# Requirement:
The answer must be every line of the data that holds the word "used".

· · ·

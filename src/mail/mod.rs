//! Outgoing email: a delivery abstraction plus the message builders the
//! auth flows use. The default [`LogMailer`] logs and returns `Ok`, so a
//! local instance works without an SMTP relay.

use anyhow::Result;
use chrono::Duration;
use tracing::info;

use crate::config::Settings;

#[derive(Clone, Debug)]
pub struct Email {
    pub from: String,
    pub to: String,
    pub subject: String,
    pub body: String,
}

/// Email delivery abstraction used by the auth flows.
pub trait Mailer: Send + Sync {
    /// Deliver a message or return an error to let the caller log it.
    fn send(&self, email: &Email) -> Result<()>;
}

/// Local dev mailer that logs the message instead of sending real email.
#[derive(Clone, Debug)]
pub struct LogMailer;

impl Mailer for LogMailer {
    fn send(&self, email: &Email) -> Result<()> {
        info!(
            to = %email.to,
            subject = %email.subject,
            body = %email.body,
            "email send stub"
        );
        Ok(())
    }
}

fn link(settings: &Settings, path_and_query: &str) -> String {
    format!(
        "{}{path_and_query}",
        settings.base_url().trim_end_matches('/')
    )
}

/// Account confirmation link. `name` is only used for the greeting.
#[must_use]
pub fn confirm_email(
    settings: &Settings,
    to: &str,
    name: &str,
    raw_token: &str,
    ttl: Duration,
) -> Email {
    let app = settings.app_name();
    let url = link(settings, &format!("/confirm?ctoken={raw_token}"));
    Email {
        from: settings.smtp().user().to_string(),
        to: to.to_string(),
        subject: format!("Confirm your {app} account"),
        body: format!(
            "Hello {name},\n\n\
             Confirm your {app} account by visiting the link below:\n\n\
             {url}\n\n\
             The link expires in {}.\n\n\
             If you did not register, ignore this message.\n",
            human_duration(ttl)
        ),
    }
}

/// Password reset link. `name` is only used for the greeting.
#[must_use]
pub fn reset_email(
    settings: &Settings,
    to: &str,
    name: &str,
    raw_token: &str,
    ttl: Duration,
) -> Email {
    let app = settings.app_name();
    let url = link(settings, &format!("/reset?rtoken={raw_token}"));
    Email {
        from: settings.smtp().user().to_string(),
        to: to.to_string(),
        subject: format!("Reset your {app} password"),
        body: format!(
            "Hello {name},\n\n\
             Reset your {app} password by visiting the link below:\n\n\
             {url}\n\n\
             The link expires in {}.\n\n\
             If you did not request a reset, ignore this message.\n",
            human_duration(ttl)
        ),
    }
}

/// Username recovery.
#[must_use]
pub fn username_email(settings: &Settings, to: &str, username: &str) -> Email {
    let app = settings.app_name();
    Email {
        from: settings.smtp().user().to_string(),
        to: to.to_string(),
        subject: format!("Your {app} username"),
        body: format!(
            "Hello,\n\n\
             The username for this address is {username}.\n\n\
             If you did not request it, ignore this message.\n"
        ),
    }
}

/// Sent when a confirmation is requested for an address nobody registered.
/// Keeps the response identical for known and unknown addresses.
#[must_use]
pub fn not_registered_email(settings: &Settings, to: &str) -> Email {
    let app = settings.app_name();
    Email {
        from: settings.smtp().user().to_string(),
        to: to.to_string(),
        subject: format!("{app} account request"),
        body: format!(
            "Hello,\n\n\
             This address is not registered with {app}.\n\n\
             If you did not request anything, ignore this message.\n"
        ),
    }
}

fn human_duration(ttl: Duration) -> String {
    let secs = ttl.num_seconds();
    if secs >= 3600 && secs % 3600 == 0 {
        let hours = secs / 3600;
        if hours == 1 {
            "1 hour".to_string()
        } else {
            format!("{hours} hours")
        }
    } else if secs >= 60 && secs % 60 == 0 {
        let minutes = secs / 60;
        if minutes == 1 {
            "1 minute".to_string()
        } else {
            format!("{minutes} minutes")
        }
    } else if secs == 1 {
        "1 second".to_string()
    } else {
        format!("{secs} seconds")
    }
}

#[cfg(test)]
mod tests {
    use super::*;
    use crate::config::Config;

    fn settings(base_url: &str) -> Settings {
        let raw = format!(
            r#"{{
                "App": {{ "Name": "entrata" }},
                "Auth": {{ "BaseURL": "{base_url}", "LoginExpires": "24h" }},
                "SQL": {{ "DriverName": "postgres", "DataSourceName": "postgres://localhost/entrata" }},
                "SMTP": {{ "Host": "smtp.example.com", "Port": 587, "User": "no-reply@example.com", "Password": "secret" }}
            }}"#
        );
        serde_json::from_str::<Config>(&raw)
            .expect("valid config JSON")
            .validate()
            .expect("valid settings")
    }

    #[test]
    fn confirm_email_carries_link_and_expiry() {
        let settings = settings("https://accounts.example.com");
        let email = confirm_email(&settings, "j@example.com", "jdoe", "RAWTOKEN", Duration::seconds(300));
        assert_eq!(email.from, "no-reply@example.com");
        assert_eq!(email.to, "j@example.com");
        assert!(email.body.contains("https://accounts.example.com/confirm?ctoken=RAWTOKEN"));
        assert!(email.body.contains("expires in 5 minutes"));
    }

    #[test]
    fn reset_email_carries_link() {
        let settings = settings("https://accounts.example.com");
        let email = reset_email(&settings, "j@example.com", "jdoe", "RAWTOKEN", Duration::hours(1));
        assert!(email.body.contains("https://accounts.example.com/reset?rtoken=RAWTOKEN"));
        assert!(email.body.contains("expires in 1 hour"));
    }

    #[test]
    fn trailing_slash_in_base_url_is_trimmed() {
        let settings = settings("https://accounts.example.com/");
        let email = confirm_email(&settings, "j@example.com", "jdoe", "T", Duration::seconds(300));
        assert!(email.body.contains("https://accounts.example.com/confirm?ctoken=T"));
        assert!(!email.body.contains(".com//confirm"));
    }

    #[test]
    fn username_email_names_the_username() {
        let settings = settings("https://accounts.example.com");
        let email = username_email(&settings, "j@example.com", "jdoe");
        assert!(email.body.contains("jdoe"));
    }

    #[test]
    fn not_registered_email_has_no_link() {
        let settings = settings("https://accounts.example.com");
        let email = not_registered_email(&settings, "j@example.com");
        assert!(!email.body.contains("ctoken"));
        assert!(!email.body.contains("rtoken"));
    }

    #[test]
    fn human_durations_read_naturally() {
        assert_eq!(human_duration(Duration::seconds(300)), "5 minutes");
        assert_eq!(human_duration(Duration::minutes(1)), "1 minute");
        assert_eq!(human_duration(Duration::hours(24)), "24 hours");
        assert_eq!(human_duration(Duration::seconds(90)), "90 seconds");
        assert_eq!(human_duration(Duration::seconds(1)), "1 second");
    }

    #[test]
    fn log_mailer_always_succeeds() {
        let settings = settings("https://accounts.example.com");
        let email = username_email(&settings, "j@example.com", "jdoe");
        assert!(LogMailer.send(&email).is_ok());
    }
}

· · ·

# Result for this task:
/// Email delivery abstraction used by the auth flows.
/// Account confirmation link. `name` is only used for the greeting.
/// Password reset link. `name` is only used for the greeting.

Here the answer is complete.